Crosswinds Split Peloton on Vuelta a España Stage 17

Wed 11 Sep 2013

Bauke Mollema attacked out of a reduced bunch in Burgos to claim stage victory on the 17th stage of the Vuelta a España. The Dutchman was part of a 34 rider group that formed when the crosswinds wreaked havoc on the peloton with 28km left to race.

ORICA-GreenEDGE aimed to put Michael Matthews up for the stage win on what had been regarded as a day for the sprinters. To that end, Christian Meier combined forces with Lampre Merida to control the break of the day. Javier Aramendia (Caja Rural) and Adam Hansen (Lotto Belisol) slipped away from the peloton in the opening kilometres, gaining a maximum advantage of 8’10.

“We were hoping a small group would go away, just like it did,” noted Sport Director Matt Wilson. “If it had been a bigger group, obviously we wanted someone in it, but that wasn’t our preferred scenario. We wanted a small group away that we could control and bring back for the finish.”

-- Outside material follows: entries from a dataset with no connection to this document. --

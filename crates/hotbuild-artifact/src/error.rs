//! Error types for artifact loading.

use std::path::PathBuf;

/// Failure to load a build artifact from disk.
///
/// A failed load never replaces the current build.
#[derive(Debug, thiserror::Error)]
pub enum LoadError {
    /// Manifest or module could not be read.
    #[error("failed to read {}: {source}", path.display())]
    Io {
        /// File that could not be read.
        path: PathBuf,
        /// Underlying I/O error.
        #[source]
        source: std::io::Error,
    },

    /// Manifest is not valid JSON or does not match the expected shape.
    ///
    /// This is what a partially written `index.json` looks like.
    #[error("malformed build manifest {}: {source}", path.display())]
    Parse {
        /// Manifest path.
        path: PathBuf,
        /// Underlying JSON error.
        #[source]
        source: serde_json::Error,
    },

    /// Manifest references a module file that does not exist.
    #[error("route {route} references missing module {}", path.display())]
    MissingModule {
        /// Route identifier.
        route: String,
        /// Expected module path.
        path: PathBuf,
    },

    /// Module path escapes the build directory.
    #[error("route {route} module {module} is outside the build directory")]
    ModuleOutsideBuild {
        /// Route identifier.
        route: String,
        /// Module path as written in the manifest.
        module: String,
    },

    /// Route entry is structurally invalid.
    #[error("invalid route {route}: {reason}")]
    InvalidRoute {
        /// Route identifier.
        route: String,
        /// What is wrong with it.
        reason: String,
    },
}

“From there, our goal was to focus on putting Bling in a really good position for the sprint,” Wilson added. “We knew that would be a bit tricky with only five guys. “

Meier’s chase efforts with Lampre-Merida ate into the duo’s advantage. Approaching the 30km mark, Aramendia and Hansen had only 1’21 on the field. As the peloton hit an exposed section of road, they encountered strong crosswinds. Saxo-Tinkoff, RadioShack-Leopard-Trek and Movistar were well-poised to take advantage of the situation. Forming an echelon at the head of the peloton and increasing the pace, the three teams worked together to force a selection.

“Things went to plan until the race hit the crosswinds,” said Wilson. “Matthews wasn’t at the front at the crucial moment today. “

Three distinct groups took shape in the winds. All five ORICA-GreenEDGE riders had missed the selection and found themselves in the third group. Two of the top ten overall were in the same situation. Domenico Pozzovivo (Ag2r La Mondiale) and Thibaut Pinot ( were caught out.

“Saxo-Tinkoff took advantage of the cross-winds to split the bunch,” Wilson said. “When they forced the pace, the peloton shattered and three distinct groups came together. We had no one in the first group and no one in the second. Several other teams missed out, too, but most of those teams hadn’t been working all day the way we had.”

“Because of the speed of the bunch it becomes really difficult to close those gaps,” Wilson added.  “The second or third group on the road isn’t chasing a break that’s been away all day. They’re chasing 20-30 guys that are all fresh and highly motivated. It becomes a team time trial between groups. 30” is very hard to bring back in that situation.”

The first group swept up the early breakaway and merged with the second group on the road. The third group split into several smaller groups. Matthews was the top finisher for ORICA-GreenEDGE in what had become the first chase group. He crossed the line in 51st place, 1’31 behind Mollema.

Vincenzo Nibali (Astana) remains in the red leader’s jersey, retaining his 28” advantage over Chris Horner (RadioShack Leopard Trek).  Nicolas Roche (Saxo-Tinkoff) jumped up to fifth overall, gaining time on Pozzovivo and Pinot.

“Our next chance for a sprint is in Madrid,” said Wilson. “That’s our best opportunity for a result. Clarkey [Simon Clarke] is going all right and Christian is going really well. If they have opportunities to get in a breakaway, they may do that sometime in the next three days.”